Dr Petra Quezada- Rodriguez1, Dr Tansyn Noble1, Dr Anusuya Willis2, Dr Richard Taylor2, Dr Yen Truong3, Ms Jenn Soroka4, Dr Alejandro Trujillo-Gonzalez4, Dr James Wynne2
1CSIRO, Darwin, Australia, 2CSIRO, Hobart, Australia, 3CSIRO, Clayton, Australia, 4University of Canberra, Canberra, Australia
Biography:
Petra Quezada is a veterinarian with a strong background in aquatic animal health across a range of aquaculture species. She has a combined experience of 11 years in research and commercial farm consultancy for prawn, fish and shellfish production. Her interest in aquatic animal health includes biosecurity, disease monitoring and health-promoting strategies. She is currently a Postdoctoral fellow at CSIRO Darwin, working on prawn pathogen monitoring using eDNA and rapid tests.
Abstract:
Heterosigma akashiwo (H. akashiwo) continues to cause losses and animal mortalities in Australian aquaculture farms.
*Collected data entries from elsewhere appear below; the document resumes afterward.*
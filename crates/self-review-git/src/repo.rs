// Copyright (c) 2026 - present Nicholas D. Crosbie
// SPDX-License-Identifier: MIT

//! Read-only repository access
//!
//! This module wraps a `git2::Repository` and provides the operations the
//! ingestion pipeline needs: identity resolution, author matching within a
//! time window, and cursor-bounded commit extraction.

use std::path::{Path, PathBuf};

use chrono::{DateTime, Utc};
use git2::{ErrorCode, Oid, Repository, Revwalk, Sort};
use tracing::{debug, warn};

use crate::author::AuthorFilter;
use crate::commit::{Commit, Cursor};
use crate::error::GitError;
use crate::identity::RepoIdentity;

/// Configuration for walking commits
#[derive(Debug, Clone)]
pub struct WalkOptions {
    /// Maximum number of commits to yield
    pub limit: Option<usize>,
    /// Only yield commits by this author
    pub author: Option<AuthorFilter>,
    /// Only yield commits strictly newer than this cursor
    pub after: Option<Cursor>,
    /// Only include commits at or after this instant
    pub since: Option<DateTime<Utc>>,
    /// Only include commits strictly before this instant
    pub until: Option<DateTime<Utc>>,
    /// Compute the changed-file list for each commit
    pub include_files: bool,
}

impl Default for WalkOptions {
    fn default() -> Self {
        Self {
            limit: None,
            author: None,
            after: None,
            since: None,
            until: None,
            include_files: true,
        }
    }
}

impl WalkOptions {
    /// Options for the N oldest matching commits
    #[must_use]
    pub fn first(n: usize) -> Self {
        Self {
            limit: Some(n),
            ..Default::default()
        }
    }

    /// Restrict to commits by an author
    #[must_use]
    pub fn by(mut self, author: AuthorFilter) -> Self {
        self.author = Some(author);
        self
    }

    /// Only commits strictly newer than a cursor
    #[must_use]
    pub fn after(mut self, cursor: Option<Cursor>) -> Self {
        self.after = cursor;
        self
    }

    /// Filter commits since a date (inclusive)
    #[must_use]
    pub fn since(mut self, date: DateTime<Utc>) -> Self {
        self.since = Some(date);
        self
    }

    /// Filter commits until a date (exclusive)
    #[must_use]
    pub fn until(mut self, date: DateTime<Utc>) -> Self {
        self.until = Some(date);
        self
    }

    /// Skip changed-file extraction
    #[must_use]
    pub fn without_files(mut self) -> Self {
        self.include_files = false;
        self
    }
}

/// A git repository wrapper
pub struct GitRepo {
    repo: Repository,
}

impl GitRepo {
    /// Open a git repository at the given path
    ///
    /// # Errors
    ///
    /// Returns `GitError::RepositoryNotFound` if the path is not a git
    /// repository, or `GitError::Git2` if its metadata cannot be read.
    pub fn open(path: impl AsRef<Path>) -> Result<Self, GitError> {
        let path = path.as_ref();
        let repo = Repository::open(path).map_err(|e| {
            if e.code() == ErrorCode::NotFound {
                GitError::RepositoryNotFound {
                    path: path.display().to_string(),
                }
            } else {
                GitError::Git2(e)
            }
        })?;
        Ok(Self { repo })
    }

    /// Check if this checkout is a linked worktree
    #[must_use]
    pub fn is_worktree(&self) -> bool {
        self.repo.is_worktree()
    }

    /// Working directory of the primary checkout a linked worktree belongs to
    ///
    /// Returns `None` for primary checkouts and for worktrees of bare
    /// repositories.
    #[must_use]
    pub fn primary_workdir(&self) -> Option<PathBuf> {
        if !self.repo.is_worktree() {
            return None;
        }
        let common = self.repo.commondir();
        if common.file_name().is_some_and(|n| n == ".git") {
            common.parent().map(Path::to_path_buf)
        } else {
            None
        }
    }

    /// URL of the `origin` remote, or of the first remote with a URL
    #[must_use]
    pub fn remote_url(&self) -> Option<String> {
        if let Ok(origin) = self.repo.find_remote("origin")
            && let Some(url) = origin.url()
        {
            return Some(url.to_string());
        }

        let names = self.repo.remotes().ok()?;
        let mut names: Vec<&str> = names.iter().flatten().collect();
        names.sort_unstable();
        names.into_iter().find_map(|name| {
            self.repo
                .find_remote(name)
                .ok()
                .and_then(|r| r.url().map(str::to_string))
        })
    }

    /// Lowest-sorting parentless commit reachable from any tip
    ///
    /// # Errors
    ///
    /// Returns `GitError` if history cannot be walked.
    pub fn root_commit(&self) -> Result<Option<String>, GitError> {
        let tips = self.tips()?;
        if tips.is_empty() {
            return Ok(None);
        }

        let mut walk = self.repo.revwalk()?;
        for tip in &tips {
            walk.push(*tip)?;
        }

        let mut root: Option<String> = None;
        for oid in walk {
            let oid = oid?;
            let commit = self.repo.find_commit(oid)?;
            if commit.parent_count() == 0 {
                let sha = oid.to_string();
                if root.as_ref().is_none_or(|r| sha < *r) {
                    root = Some(sha);
                }
            }
        }
        Ok(root)
    }

    /// Resolve the canonical identity of this repository
    ///
    /// Linked worktrees resolve through their primary checkout when it is
    /// still present. Otherwise the remote URL is preferred, with the root
    /// commit hash as fallback.
    ///
    /// # Errors
    ///
    /// Returns `GitError::Unidentifiable` if there is neither a remote nor any
    /// commit.
    pub fn resolve_identity(&self) -> Result<RepoIdentity, GitError> {
        if let Some(primary) = self.primary_workdir()
            && let Ok(primary_repo) = GitRepo::open(&primary)
        {
            debug!(
                worktree = %self.display_path().display(),
                primary = %primary.display(),
                "Resolving worktree through primary checkout"
            );
            return primary_repo.resolve_own_identity();
        }
        self.resolve_own_identity()
    }

    fn resolve_own_identity(&self) -> Result<RepoIdentity, GitError> {
        if let Some(url) = self.remote_url() {
            return Ok(RepoIdentity::from_remote(&url));
        }
        match self.root_commit()? {
            Some(sha) => Ok(RepoIdentity::from_root_commit(&sha)),
            None => Err(GitError::Unidentifiable {
                path: self.display_path().display().to_string(),
            }),
        }
    }

    /// Last time this checkout's HEAD was written
    #[must_use]
    pub fn checkout_time(&self) -> Option<DateTime<Utc>> {
        std::fs::metadata(self.repo.path().join("HEAD"))
            .and_then(|m| m.modified())
            .ok()
            .map(DateTime::<Utc>::from)
    }

    /// Check whether any commit by `author` falls within `[since, until)`
    ///
    /// Every commit reachable from a tip is considered, so a commit whose
    /// parent carries a skewed committer clock is still found.
    ///
    /// # Errors
    ///
    /// Returns `GitError` if history cannot be walked.
    pub fn has_commits_by(
        &self,
        author: &AuthorFilter,
        since: DateTime<Utc>,
        until: DateTime<Utc>,
    ) -> Result<bool, GitError> {
        let options = WalkOptions::first(1)
            .by(author.clone())
            .since(since)
            .until(until)
            .without_files();
        let first = self.commits(&options)?.next().transpose()?;
        Ok(first.is_some())
    }

    /// Iterate commits oldest-to-newest according to the given options
    ///
    /// When `options.after` names a commit that is still reachable, that
    /// commit and all of its ancestors are excluded. When it is not (history
    /// was rewritten) extraction degrades to timestamp filtering.
    ///
    /// # Errors
    ///
    /// Returns `GitError` if the walk cannot be set up.
    pub fn commits(&self, options: &WalkOptions) -> Result<CommitIter<'_>, GitError> {
        let mut walk = self.repo.revwalk()?;
        walk.set_sorting(Sort::TOPOLOGICAL | Sort::TIME | Sort::REVERSE)?;

        let tips = self.tips()?;
        for tip in &tips {
            walk.push(*tip)?;
        }

        let mut since = options.since;
        let mut exclude = None;

        if let Some(ref cursor) = options.after {
            match self.reachable(&cursor.hash, &tips) {
                Some(oid) => walk.hide(oid)?,
                None => {
                    warn!(
                        repo = %self.display_path().display(),
                        cursor = %cursor.hash,
                        "Cursor commit is unreachable, falling back to timestamp filtering"
                    );
                    since = Some(since.map_or(cursor.timestamp, |s| s.max(cursor.timestamp)));
                    exclude = Oid::from_str(&cursor.hash).ok();
                }
            }
        }

        Ok(CommitIter {
            repo: &self.repo,
            walk,
            author: options.author.clone(),
            since,
            until: options.until,
            exclude,
            include_files: options.include_files,
            remaining: options.limit.unwrap_or(usize::MAX),
        })
    }

    fn display_path(&self) -> &Path {
        self.repo.workdir().unwrap_or_else(|| self.repo.path())
    }

    /// Commits reachable from HEAD, local branches and remote-tracking branches
    fn tips(&self) -> Result<Vec<Oid>, GitError> {
        let mut tips = Vec::new();

        match self.repo.head() {
            Ok(head) => {
                if let Ok(commit) = head.peel_to_commit() {
                    tips.push(commit.id());
                }
            }
            Err(e) if e.code() == ErrorCode::UnbornBranch || e.code() == ErrorCode::NotFound => {}
            Err(e) => return Err(e.into()),
        }

        for glob in ["refs/heads/*", "refs/remotes/*"] {
            for reference in self.repo.references_glob(glob)? {
                let Ok(reference) = reference else { continue };
                if let Ok(commit) = reference.peel_to_commit() {
                    tips.push(commit.id());
                }
            }
        }

        tips.sort();
        tips.dedup();
        Ok(tips)
    }

    /// Resolve `sha` to a commit that is an ancestor of (or equal to) a tip
    fn reachable(&self, sha: &str, tips: &[Oid]) -> Option<Oid> {
        let oid = Oid::from_str(sha).ok()?;
        self.repo.find_commit(oid).ok()?;
        tips.iter()
            .any(|tip| {
                *tip == oid
                    || self
                        .repo
                        .graph_descendant_of(*tip, oid)
                        .unwrap_or(false)
            })
            .then_some(oid)
    }
}

/// Lazy iterator over extracted commits
///
/// The iterator is finite and borrows the repository read-only; calling
/// [`GitRepo::commits`] again restarts extraction from scratch.
pub struct CommitIter<'repo> {
    repo: &'repo Repository,
    walk: Revwalk<'repo>,
    author: Option<AuthorFilter>,
    since: Option<DateTime<Utc>>,
    until: Option<DateTime<Utc>>,
    exclude: Option<Oid>,
    include_files: bool,
    remaining: usize,
}

impl Iterator for CommitIter<'_> {
    type Item = Result<Commit, GitError>;

    fn next(&mut self) -> Option<Self::Item> {
        if self.remaining == 0 {
            return None;
        }

        loop {
            let oid = match self.walk.next()? {
                Ok(oid) => oid,
                Err(e) => {
                    self.remaining = 0;
                    return Some(Err(e.into()));
                }
            };

            if self.exclude == Some(oid) {
                continue;
            }

            let git_commit = match self.repo.find_commit(oid) {
                Ok(c) => c,
                Err(e) => return Some(Err(e.into())),
            };

            let timestamp = commit_time(&git_commit);
            if self.since.is_some_and(|since| timestamp < since) {
                continue;
            }
            if self.until.is_some_and(|until| timestamp >= until) {
                continue;
            }

            if let Some(ref author) = self.author {
                let signature = git_commit.author();
                if !author.matches(
                    signature.name().unwrap_or(""),
                    signature.email().unwrap_or(""),
                ) {
                    continue;
                }
            }

            self.remaining -= 1;
            return Some(extract_commit(self.repo, &git_commit, self.include_files));
        }
    }
}

/// Committer time of a commit, normalized to UTC
fn commit_time(git_commit: &git2::Commit<'_>) -> DateTime<Utc> {
    DateTime::from_timestamp(git_commit.time().seconds(), 0).unwrap_or_default()
}

/// Extract commit metadata from a git2 commit
fn extract_commit(
    repo: &Repository,
    git_commit: &git2::Commit<'_>,
    include_files: bool,
) -> Result<Commit, GitError> {
    let author = git_commit.author();
    let files_changed = if include_files {
        changed_paths(repo, git_commit)?
    } else {
        Vec::new()
    };

    Ok(Commit {
        hash: git_commit.id().to_string(),
        author_name: author.name().unwrap_or("Unknown").to_string(),
        author_email: author.email().unwrap_or("").to_string(),
        timestamp: commit_time(git_commit),
        message: git_commit.message().unwrap_or("").trim_end().to_string(),
        files_changed,
        parents: git_commit.parent_ids().map(|id| id.to_string()).collect(),
    })
}

/// Paths touched by a commit relative to its first parent
///
/// Merge commits therefore report their net diff against the first parent.
fn changed_paths(repo: &Repository, git_commit: &git2::Commit<'_>) -> Result<Vec<String>, GitError> {
    let tree = git_commit.tree()?;
    let parent_tree = if git_commit.parent_count() > 0 {
        Some(git_commit.parent(0)?.tree()?)
    } else {
        None
    };

    let diff = repo.diff_tree_to_tree(parent_tree.as_ref(), Some(&tree), None)?;

    Ok(diff
        .deltas()
        .filter_map(|delta| {
            delta
                .new_file()
                .path()
                .or_else(|| delta.old_file().path())
                .map(|p| p.to_string_lossy().into_owned())
        })
        .collect())
}
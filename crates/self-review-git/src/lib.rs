// Copyright (c) 2026 - present Nicholas D. Crosbie
// SPDX-License-Identifier: MIT

//! self-review-git: repository discovery and commit extraction
//!
//! This library crate finds the repositories a user has contributed to,
//! resolves worktrees and clones to a single canonical identity, and
//! extracts authored commits incrementally for the self-review store.

#![warn(missing_docs)]

//! # Example
//!
//! ```no_run
//! use self_review_git::{AuthorFilter, AuthorMatchMode, GitRepo, Locator, WalkOptions};
//!
//! let discovery = Locator::new("/home/me/repos").locate().expect("scan");
//! let author = AuthorFilter::new("jane", AuthorMatchMode::Token).expect("author");
//!
//! for located in &discovery.repos {
//!     let repo = GitRepo::open(&located.path).expect("open repo");
//!     for commit in repo.commits(&WalkOptions::default().by(author.clone())).expect("walk") {
//!         let commit = commit.expect("commit");
//!         println!("{} {} - {}", located.identity, commit.short_sha(), commit.subject());
//!     }
//! }
//! ```

pub mod author;
pub mod commit;
pub mod error;
pub mod identity;
pub mod locator;
pub mod repo;

pub use author::{AuthorFilter, AuthorMatchMode};
pub use commit::{Commit, Cursor};
pub use error::GitError;
pub use identity::RepoIdentity;
pub use locator::{Discovery, LocatedRepo, Locator, SkippedRepo, checkout_preference};
pub use repo::{CommitIter, GitRepo, WalkOptions};

/// Re-export commonly used types
pub mod prelude {
    pub use crate::author::{AuthorFilter, AuthorMatchMode};
    pub use crate::commit::{Commit, Cursor};
    pub use crate::error::GitError;
    pub use crate::identity::RepoIdentity;
    pub use crate::locator::{Discovery, Locator};
    pub use crate::repo::{GitRepo, WalkOptions};
}
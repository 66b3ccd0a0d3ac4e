// Copyright (c) 2026 - present Nicholas D. Crosbie
// SPDX-License-Identifier: MIT

//! Review periods
//!
//! A review covers one calendar quarter or the whole year. Periods are
//! half-open UTC ranges `[start, end)`; the four quarters of a year tile it
//! without gaps or overlap.

use std::fmt;
use std::str::FromStr;

use chrono::{DateTime, TimeZone, Utc};
use thiserror::Error;

use self_review_git::RepoIdentity;

use crate::db::{Database, DbError};
use crate::store::CommitRecord;

/// Period errors
#[derive(Debug, Error)]
pub enum PeriodError {
    /// Label is not Q1..Q4 or ALL
    #[error("Invalid period: {0} (use Q1, Q2, Q3, Q4 or ALL)")]
    InvalidLabel(String),

    /// Year cannot be represented
    #[error("Year out of range: {0}")]
    InvalidYear(i32),

    /// Database error while reading commits
    #[error("Database error: {0}")]
    Database(#[from] DbError),
}

/// A calendar quarter
#[derive(Debug, Clone, Copy, PartialEq, Eq, PartialOrd, Ord, Hash)]
pub enum Quarter {
    /// January to March
    Q1,
    /// April to June
    Q2,
    /// July to September
    Q3,
    /// October to December
    Q4,
}

impl Quarter {
    /// All quarters in calendar order
    pub const ALL: [Quarter; 4] = [Quarter::Q1, Quarter::Q2, Quarter::Q3, Quarter::Q4];

    /// Month the quarter starts in
    #[must_use]
    pub fn start_month(self) -> u32 {
        match self {
            Quarter::Q1 => 1,
            Quarter::Q2 => 4,
            Quarter::Q3 => 7,
            Quarter::Q4 => 10,
        }
    }

    /// Short label such as `Q1`
    #[must_use]
    pub fn label(self) -> &'static str {
        match self {
            Quarter::Q1 => "Q1",
            Quarter::Q2 => "Q2",
            Quarter::Q3 => "Q3",
            Quarter::Q4 => "Q4",
        }
    }
}

impl fmt::Display for Quarter {
    fn fmt(&self, f: &mut fmt::Formatter<'_>) -> fmt::Result {
        f.write_str(self.label())
    }
}

impl FromStr for Quarter {
    type Err = PeriodError;

    fn from_str(s: &str) -> Result<Self, Self::Err> {
        match s.trim().to_ascii_uppercase().as_str() {
            "Q1" => Ok(Quarter::Q1),
            "Q2" => Ok(Quarter::Q2),
            "Q3" => Ok(Quarter::Q3),
            "Q4" => Ok(Quarter::Q4),
            _ => Err(PeriodError::InvalidLabel(s.to_string())),
        }
    }
}

/// The span a review covers
#[derive(Debug, Clone, Copy, PartialEq, Eq, PartialOrd, Ord, Hash)]
pub enum ReviewPeriod {
    /// A single quarter
    Quarter(Quarter),
    /// The full year
    All,
}

impl ReviewPeriod {
    /// The four quarters in order
    #[must_use]
    pub fn quarters() -> Vec<ReviewPeriod> {
        Quarter::ALL.into_iter().map(ReviewPeriod::Quarter).collect()
    }

    /// Label used as the summary cache key: `Q1`..`Q4` or `ALL`
    #[must_use]
    pub fn label(self) -> &'static str {
        match self {
            ReviewPeriod::Quarter(q) => q.label(),
            ReviewPeriod::All => "ALL",
        }
    }

    /// Human-readable name for a year, e.g. `2025-Q1` or `2025`
    #[must_use]
    pub fn display_name(self, year: i32) -> String {
        match self {
            ReviewPeriod::Quarter(q) => format!("{year}-{q}"),
            ReviewPeriod::All => year.to_string(),
        }
    }

    /// Half-open UTC range `[start, end)` of this period in `year`
    ///
    /// # Errors
    ///
    /// Returns `PeriodError::InvalidYear` if the dates cannot be represented.
    pub fn bounds(self, year: i32) -> Result<(DateTime<Utc>, DateTime<Utc>), PeriodError> {
        let start = first_of(year, self.start_month(), year)?;
        let end = match self {
            ReviewPeriod::Quarter(Quarter::Q4) | ReviewPeriod::All => {
                let next = year.checked_add(1).ok_or(PeriodError::InvalidYear(year))?;
                first_of(next, 1, year)?
            }
            ReviewPeriod::Quarter(q) => first_of(year, q.start_month() + 3, year)?,
        };
        Ok((start, end))
    }

    fn start_month(self) -> u32 {
        match self {
            ReviewPeriod::Quarter(q) => q.start_month(),
            ReviewPeriod::All => 1,
        }
    }
}

impl fmt::Display for ReviewPeriod {
    fn fmt(&self, f: &mut fmt::Formatter<'_>) -> fmt::Result {
        f.write_str(self.label())
    }
}

impl FromStr for ReviewPeriod {
    type Err = PeriodError;

    fn from_str(s: &str) -> Result<Self, Self::Err> {
        if s.trim().eq_ignore_ascii_case("all") {
            Ok(ReviewPeriod::All)
        } else {
            s.parse().map(ReviewPeriod::Quarter)
        }
    }
}

fn first_of(year: i32, month: u32, requested: i32) -> Result<DateTime<Utc>, PeriodError> {
    Utc.with_ymd_and_hms(year, month, 1, 0, 0, 0)
        .single()
        .ok_or(PeriodError::InvalidYear(requested))
}

/// Half-open UTC range of a period
///
/// # Errors
///
/// Returns `PeriodError::InvalidYear` if the dates cannot be represented.
pub fn bounds(
    year: i32,
    period: ReviewPeriod,
) -> Result<(DateTime<Utc>, DateTime<Utc>), PeriodError> {
    period.bounds(year)
}

/// Cached commits of the given repositories that fall inside a period
///
/// # Errors
///
/// Returns an error if the bounds are invalid or the query fails.
pub fn commits_for(
    db: &Database,
    repos: &[RepoIdentity],
    year: i32,
    period: ReviewPeriod,
) -> Result<Vec<CommitRecord>, PeriodError> {
    let (start, end) = period.bounds(year)?;
    Ok(db.query(repos, start, end)?)
}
Currently, the detection of H. akashiwo relies on microscopy and visual identification/quantification of live cells by specialised personnel. The suitability of these methods to detect H. akashiwo early in a blooming event at the farms has been questioned because both are labour intensive, need specialised staff and the limit of detection depends on visual identification. We developed a molecular assay based on qPCR for the quantification of H. akashiwo from prawn ponds using environmental DNA samples. A species-specific qPCR assay that targeted H. akashiwo was developed in collaboration with the National eDNA Reference Centre, University of Canberra. The qPCR assay was subsequently validated in a series of lab-based experiments using pure H. akashiwo cultures from the Australian National Algae Culture Collection at CSIRO. Limit of detection and assay efficiency were determined using several DNA collection methods as well as use in a portable qPCR machine (biomeme). The test exhibited a limit of detection of 10 cells/ mL (100% detection rate) when cells are concentrated through centrifugation (cell pellet), active filtration or passively on submerged filter membranes. Additionally, different eDNA collection methods and materials were compared using samples from tropical aquaculture ponds. This new assay combined with field-compatible qPCR equipment represent a new technological advancement for early detection of H.akashiwo DNA in prawn farms.